WORK REQUIRED: Your answer should be every line of the records that contains the word "errors", copied as it stands.

Source records:
■ ■ ■ ■ ■ ■ ■
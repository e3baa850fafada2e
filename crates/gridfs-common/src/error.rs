//! Error types for GridFS
//!
//! This module defines the common error types used by the metadata store,
//! the metadata manager and the namespace facade.

use std::io;
use thiserror::Error;

/// Common result type for GridFS operations
pub type Result<T> = std::result::Result<T, Error>;

/// Markers that identify a protocol or version mismatch with the secondary
/// file system rather than an ordinary I/O failure.
const VERSION_MISMATCH_MARKERS: &[&str] = &["Failed on local", "RemoteException"];

/// Common error type for GridFS
#[derive(Debug, Error)]
pub enum Error {
    // Namespace errors
    #[error("path not found: {0}")]
    NotFound(String),

    #[error("path already exists: {0}")]
    AlreadyExists(String),

    #[error("invalid path: {0}")]
    InvalidPath(String),

    #[error("parent is not a directory: {0}")]
    ParentNotDirectory(String),

    #[error("directory is not empty: {0}")]
    DirectoryNotEmpty(String),

    #[error("file is locked by another writer: {0}")]
    FileLocked(String),

    #[error("operation is not supported in PROXY mode: {0}")]
    ProxyMode(String),

    // Concurrency errors
    #[error("concurrent modification detected")]
    ConcurrentModification,

    #[error("transaction lock timed out: {0}")]
    TxTimeout(String),

    // Secondary file system errors
    #[error("{}: {message}", secondary_label(.version_mismatch))]
    SecondaryFs {
        message: String,
        version_mismatch: bool,
        #[source]
        source: Option<io::Error>,
    },

    // Storage errors
    #[error("storage error: {0}")]
    Storage(String),

    #[error("I/O error: {0}")]
    Io(#[from] io::Error),

    // Internal errors
    #[error("inconsistent metadata: {0}")]
    Inconsistent(String),

    #[error("invalid argument: {0}")]
    InvalidArgument(String),

    #[error("operation cancelled: {0}")]
    Cancelled(String),

    #[error("internal error: {0}")]
    Internal(String),
}

impl Error {
    /// Create a not found error
    pub fn not_found(path: impl Into<String>) -> Self {
        Self::NotFound(path.into())
    }

    /// Create an already exists error
    pub fn already_exists(path: impl Into<String>) -> Self {
        Self::AlreadyExists(path.into())
    }

    /// Create an invalid path error
    pub fn invalid_path(msg: impl Into<String>) -> Self {
        Self::InvalidPath(msg.into())
    }

    /// Create an inconsistent state error
    pub fn inconsistent(msg: impl Into<String>) -> Self {
        Self::Inconsistent(msg.into())
    }

    /// Create an invalid argument error
    pub fn invalid_argument(msg: impl Into<String>) -> Self {
        Self::InvalidArgument(msg.into())
    }

    /// Create a storage error
    pub fn storage(msg: impl Into<String>) -> Self {
        Self::Storage(msg.into())
    }

    /// Create an internal error
    pub fn internal(msg: impl Into<String>) -> Self {
        Self::Internal(msg.into())
    }

    /// Wrap an I/O failure reported by the secondary file system.
    pub fn secondary(msg: impl Into<String>, err: io::Error) -> Self {
        let version_mismatch = looks_like_version_mismatch(&err);

        Self::SecondaryFs {
            message: msg.into(),
            version_mismatch,
            source: Some(err),
        }
    }

    /// Secondary file system failure without an underlying I/O error.
    pub fn secondary_msg(msg: impl Into<String>) -> Self {
        Self::SecondaryFs {
            message: msg.into(),
            version_mismatch: false,
            source: None,
        }
    }

    /// Check if this is a retryable error
    #[must_use]
    pub const fn is_retryable(&self) -> bool {
        matches!(self, Self::ConcurrentModification | Self::TxTimeout(_))
    }

    /// Check if this is a not found error
    #[must_use]
    pub const fn is_not_found(&self) -> bool {
        matches!(self, Self::NotFound(_))
    }

    /// Check if this error was raised by the secondary file system
    #[must_use]
    pub const fn is_secondary(&self) -> bool {
        matches!(self, Self::SecondaryFs { .. })
    }

    /// Check if this is a secondary file system version mismatch
    #[must_use]
    pub const fn is_version_mismatch(&self) -> bool {
        matches!(
            self,
            Self::SecondaryFs {
                version_mismatch: true,
                ..
            }
        )
    }
}

const fn secondary_label(version_mismatch: &bool) -> &'static str {
    if *version_mismatch {
        "secondary file system version mismatch"
    } else {
        "secondary file system error"
    }
}

fn looks_like_version_mismatch(err: &io::Error) -> bool {
    let msg = err.to_string();

    VERSION_MISMATCH_MARKERS.iter().any(|m| msg.contains(m))
}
■ ■ ■ ■ ■ ■ ■
TASK SOLUTION:
    // Namespace errors
    // Concurrency errors
    // Secondary file system errors
    // Storage errors
    // Internal errors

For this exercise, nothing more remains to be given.